- _Required action_
Copy out all the lines of the data that hold the word "queued".

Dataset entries
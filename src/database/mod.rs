//! Database module
//!
//! This module handles database connections and operations

pub mod connection;
pub mod repositories;
pub mod service;

// Re-export commonly used database components
pub use connection::{
    DatabasePool, DatabaseConfig, create_pool, run_migrations, health_check, is_unique_violation,
    is_foreign_key_violation,
};
pub use repositories::{
    UserRepository, InviteRepository, ReferralRepository, SubscriptionRepository, PaymentRepository,
    PromoRepository, TicketRepository,
};
pub use service::DatabaseService;
//! VPN panel integration and provisioning
//!
//! `VpnPanel` is the seam to the Hiddify REST API. `Provisioner` brings the
//! panel account in line with the stored entitlement after a store commit and
//! queues a resync when the panel cannot be reached.

use std::sync::Arc;
use std::time::Duration;
use async_trait::async_trait;
use chrono::{DateTime, Utc};
use reqwest::{Client, StatusCode};
use serde::{Deserialize, Serialize};
use tracing::{debug, info, warn};
use crate::config::PanelConfig;
use crate::database::UserRepository;
use crate::models::user::User;
use crate::utils::errors::{BotError, PanelError, PanelResult, Result};
use crate::utils::helpers::bytes_to_db;
use crate::utils::logging::log_panel_call;

/// Desired state of a panel account
#[derive(Debug, Clone, PartialEq, Eq, Serialize)]
pub struct AccountSpec {
    pub username: String,
    pub data_limit: u64,
    pub expire_days: u32,
    pub enabled: bool,
}

impl AccountSpec {
    /// Spec mirroring the user's entitlement at `now`
    pub fn for_user(user: &User, now: DateTime<Utc>) -> Self {
        let entitlement = user.entitlement(now);
        let expire_days = match entitlement.expires_at {
            Some(expires_at) if entitlement.is_live() => days_until(now, expires_at),
            _ => 0,
        };

        Self {
            username: format!("tg_{}", user.telegram_id),
            data_limit: entitlement.data_limit_bytes,
            expire_days,
            enabled: entitlement.is_live(),
        }
    }
}

/// Whole days until `expires_at`, rounded up
fn days_until(now: DateTime<Utc>, expires_at: DateTime<Utc>) -> u32 {
    let seconds = (expires_at - now).num_seconds();
    if seconds <= 0 {
        return 0;
    }
    let days = (seconds + 86_399) / 86_400;
    u32::try_from(days).unwrap_or(u32::MAX)
}

#[derive(Debug, Clone, PartialEq, Eq, Deserialize)]
pub struct PanelAccount {
    pub uuid: String,
    #[serde(default)]
    pub subscription_link: Option<String>,
}

#[derive(Debug, Clone, PartialEq, Eq, Deserialize)]
pub struct AccountUsage {
    #[serde(default, alias = "used_traffic")]
    pub used_bytes: u64,
    #[serde(default)]
    pub data_limit: Option<u64>,
}

#[async_trait]
pub trait VpnPanel: Send + Sync {
    async fn create_account(&self, spec: &AccountSpec) -> PanelResult<PanelAccount>;

    async fn update_account(&self, uuid: &str, spec: &AccountSpec) -> PanelResult<()>;

    async fn delete_account(&self, uuid: &str) -> PanelResult<()>;

    async fn get_account_usage(&self, uuid: &str) -> PanelResult<AccountUsage>;

    /// Link a client imports to get its configuration
    fn subscription_url(&self, uuid: &str) -> String;
}

/// Hiddify REST client
#[derive(Debug, Clone)]
pub struct HiddifyPanel {
    client: Client,
    base_url: String,
    token: String,
    protocols: Vec<String>,
}

#[derive(Serialize)]
struct CreateUserPayload<'a> {
    username: &'a str,
    data_limit: u64,
    expire_days: u32,
    protocols: &'a [String],
}

#[derive(Serialize)]
struct UpdateUserPayload {
    data_limit: u64,
    expire_days: u32,
    enable: bool,
}

impl HiddifyPanel {
    pub fn new(config: &PanelConfig) -> Result<Self> {
        let client = Client::builder()
            .timeout(Duration::from_secs(config.timeout_seconds))
            .user_agent("HiddifyBot/1.0")
            .build()?;

        Ok(Self {
            client,
            base_url: config.api_url.trim_end_matches('/').to_string(),
            token: config.api_token.clone(),
            protocols: config.protocols.clone(),
        })
    }

    fn url(&self, path: &str) -> String {
        format!("{}/{}", self.base_url, path.trim_start_matches('/'))
    }

    async fn check(response: reqwest::Response) -> PanelResult<reqwest::Response> {
        let status = response.status();
        if status == StatusCode::UNAUTHORIZED {
            return Err(PanelError::Unauthorized);
        }
        if status.is_client_error() || status.is_server_error() {
            let message = response.text().await.unwrap_or_default();
            return Err(PanelError::Api { status: status.as_u16(), message });
        }
        Ok(response)
    }
}

#[async_trait]
impl VpnPanel for HiddifyPanel {
    async fn create_account(&self, spec: &AccountSpec) -> PanelResult<PanelAccount> {
        debug!(username = %spec.username, "Creating panel account");
        let payload = CreateUserPayload {
            username: &spec.username,
            data_limit: spec.data_limit,
            expire_days: spec.expire_days,
            protocols: &self.protocols,
        };

        let response = self.client
            .post(self.url("/users"))
            .bearer_auth(&self.token)
            .json(&payload)
            .send()
            .await?;

        let account = Self::check(response)
            .await?
            .json::<PanelAccount>()
            .await
            .map_err(|e| PanelError::InvalidResponse(e.to_string()))?;

        Ok(account)
    }

    async fn update_account(&self, uuid: &str, spec: &AccountSpec) -> PanelResult<()> {
        debug!(uuid = %uuid, enabled = spec.enabled, "Updating panel account");
        let payload = UpdateUserPayload {
            data_limit: spec.data_limit,
            expire_days: spec.expire_days,
            enable: spec.enabled,
        };

        let response = self.client
            .put(self.url(&format!("/users/{}", uuid)))
            .bearer_auth(&self.token)
            .json(&payload)
            .send()
            .await?;

        Self::check(response).await?;
        Ok(())
    }

    async fn delete_account(&self, uuid: &str) -> PanelResult<()> {
        debug!(uuid = %uuid, "Deleting panel account");
        let response = self.client
            .delete(self.url(&format!("/users/{}", uuid)))
            .bearer_auth(&self.token)
            .send()
            .await?;

        match Self::check(response).await {
            Ok(_) => Ok(()),
            Err(PanelError::Api { status: 404, .. }) => Ok(()),
            Err(e) => Err(e),
        }
    }

    async fn get_account_usage(&self, uuid: &str) -> PanelResult<AccountUsage> {
        let response = self.client
            .get(self.url(&format!("/users/{}", uuid)))
            .bearer_auth(&self.token)
            .send()
            .await?;

        let usage = Self::check(response)
            .await?
            .json::<AccountUsage>()
            .await
            .map_err(|e| PanelError::InvalidResponse(e.to_string()))?;

        Ok(usage)
    }

    fn subscription_url(&self, uuid: &str) -> String {
        let domain = self.base_url.strip_suffix("/api").unwrap_or(&self.base_url);
        format!("{}/{}", domain, uuid)
    }
}

/// What a sync attempt achieved
#[derive(Debug, Clone, PartialEq, Eq)]
pub enum PanelSync {
    Synced { panel_uuid: String },
    /// Nothing to do: no live entitlement and no panel account
    Skipped,
}

#[derive(Clone)]
pub struct Provisioner {
    panel: Arc<dyn VpnPanel>,
    users: UserRepository,
    max_retries: u32,
    base_delay: Duration,
}

impl std::fmt::Debug for Provisioner {
    fn fmt(&self, f: &mut std::fmt::Formatter<'_>) -> std::fmt::Result {
        f.debug_struct("Provisioner")
            .field("max_retries", &self.max_retries)
            .field("base_delay", &self.base_delay)
            .finish()
    }
}

impl Provisioner {
    pub fn new(panel: Arc<dyn VpnPanel>, users: UserRepository, config: &PanelConfig) -> Self {
        Self {
            panel,
            users,
            max_retries: config.max_retries.max(1),
            base_delay: Duration::from_millis(config.retry_base_delay_ms),
        }
    }

    pub fn panel(&self) -> &Arc<dyn VpnPanel> {
        &self.panel
    }

    /// Retry transient panel failures with exponential backoff
    async fn with_retry<T, F, Fut>(&self, operation: &str, user_id: i64, mut call: F) -> PanelResult<T>
    where
        F: FnMut() -> Fut,
        Fut: std::future::Future<Output = PanelResult<T>>,
    {
        let mut attempt = 0;
        loop {
            attempt += 1;
            match call().await {
                Ok(value) => {
                    log_panel_call(operation, user_id, true, None);
                    return Ok(value);
                }
                Err(e) => {
                    log_panel_call(operation, user_id, false, Some(&e.to_string()));
                    if !e.is_transient() || attempt >= self.max_retries {
                        return Err(e);
                    }
                    let delay = self.base_delay * 2u32.saturating_pow(attempt - 1);
                    debug!(operation, attempt, delay_ms = delay.as_millis() as u64, "Retrying panel call");
                    tokio::time::sleep(delay).await;
                }
            }
        }
    }

    /// Bring the panel account in line with the user's stored entitlement
    ///
    /// On failure the user is flagged for resync and `PanelUnavailable` is
    /// returned; the stored entitlement is never rolled back.
    pub async fn sync_user(&self, user: &User) -> Result<PanelSync> {
        let spec = AccountSpec::for_user(user, Utc::now());

        let result = match user.panel_uuid.as_deref() {
            None if !spec.enabled => return Ok(PanelSync::Skipped),
            None => self
                .with_retry("create_account", user.id, || self.panel.create_account(&spec))
                .await
                .map(|account| account.uuid),
            Some(uuid) => self
                .with_retry("update_account", user.id, || self.panel.update_account(uuid, &spec))
                .await
                .map(|_| uuid.to_string()),
        };

        match result {
            Ok(panel_uuid) => {
                self.users.set_panel_state(user.id, Some(&panel_uuid), false).await?;
                info!(user_id = user.id, panel_uuid = %panel_uuid, enabled = spec.enabled, "Panel account synced");
                Ok(PanelSync::Synced { panel_uuid })
            }
            Err(e) => {
                warn!(user_id = user.id, error = %e, "Panel sync failed, queued for resync");
                self.users.set_panel_state(user.id, None, true).await?;
                Err(BotError::PanelUnavailable(e.to_string()))
            }
        }
    }

    /// Remove the panel account of a blocked user
    pub async fn revoke(&self, user: &User) -> Result<()> {
        let Some(uuid) = user.panel_uuid.as_deref() else {
            return Ok(());
        };

        match self.with_retry("delete_account", user.id, || self.panel.delete_account(uuid)).await {
            Ok(()) => {
                self.users.clear_panel_account(user.id).await?;
                info!(user_id = user.id, panel_uuid = %uuid, "Panel account removed");
                Ok(())
            }
            Err(e) => {
                self.users.set_panel_state(user.id, None, true).await?;
                Err(BotError::PanelUnavailable(e.to_string()))
            }
        }
    }

    /// Refresh `used_bytes` from the panel; returns the stored user unchanged on failure
    pub async fn refresh_usage(&self, user: User) -> User {
        let Some(uuid) = user.panel_uuid.clone() else {
            return user;
        };

        match self.with_retry("get_account_usage", user.id, || self.panel.get_account_usage(&uuid)).await {
            Ok(usage) => {
                let used_bytes = bytes_to_db(usage.used_bytes);
                if let Err(e) = self.users.update_usage(user.id, used_bytes).await {
                    warn!(user_id = user.id, error = %e, "Failed to store panel usage");
                    return user;
                }
                User { used_bytes, ..user }
            }
            Err(e) => {
                debug!(user_id = user.id, error = %e, "Usage refresh skipped");
                user
            }
        }
    }

    /// Retry every user queued for resync; returns (synced, still_pending)
    pub async fn retry_pending(&self, limit: i64) -> Result<(usize, usize)> {
        let pending = self.users.list_panel_sync_pending(limit).await?;
        let mut synced = 0;
        let mut failed = 0;

        for user in &pending {
            let result = if user.is_blocked {
                self.revoke(user).await
            } else {
                self.sync_user(user).await.map(|_| ())
            };
            match result {
                Ok(()) => synced += 1,
                Err(e) => {
                    warn!(user_id = user.id, error = %e, "Resync still failing");
                    failed += 1;
                }
            }
        }

        info!(synced, failed, "Panel resync pass finished");
        Ok((synced, failed))
    }
}

#[cfg(test)]
mod tests {
    use super::*;
    use chrono::Duration as ChronoDuration;

    #[test]
    fn test_days_until_rounds_up() {
        let now = Utc::now();
        assert_eq!(days_until(now, now), 0);
        assert_eq!(days_until(now, now - ChronoDuration::hours(1)), 0);
        assert_eq!(days_until(now, now + ChronoDuration::hours(1)), 1);
        assert_eq!(days_until(now, now + ChronoDuration::days(30)), 30);
        assert_eq!(days_until(now, now + ChronoDuration::days(30) + ChronoDuration::minutes(1)), 31);
    }

    #[test]
    fn test_subscription_url_strips_api_suffix() {
        let config = PanelConfig {
            api_url: "https://panel.example.com/api/".to_string(),
            api_token: "t".to_string(),
            timeout_seconds: 5,
            max_retries: 3,
            retry_base_delay_ms: 10,
            protocols: vec!["vless_reality".to_string()],
        };
        let panel = HiddifyPanel::new(&config).expect("client");
        assert_eq!(panel.subscription_url("abc"), "https://panel.example.com/abc");
    }
}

- _Written answer_
                warn!(user_id = user.id, error = %e, "Panel sync failed, queued for resync");
    /// Retry every user queued for resync; returns (synced, still_pending)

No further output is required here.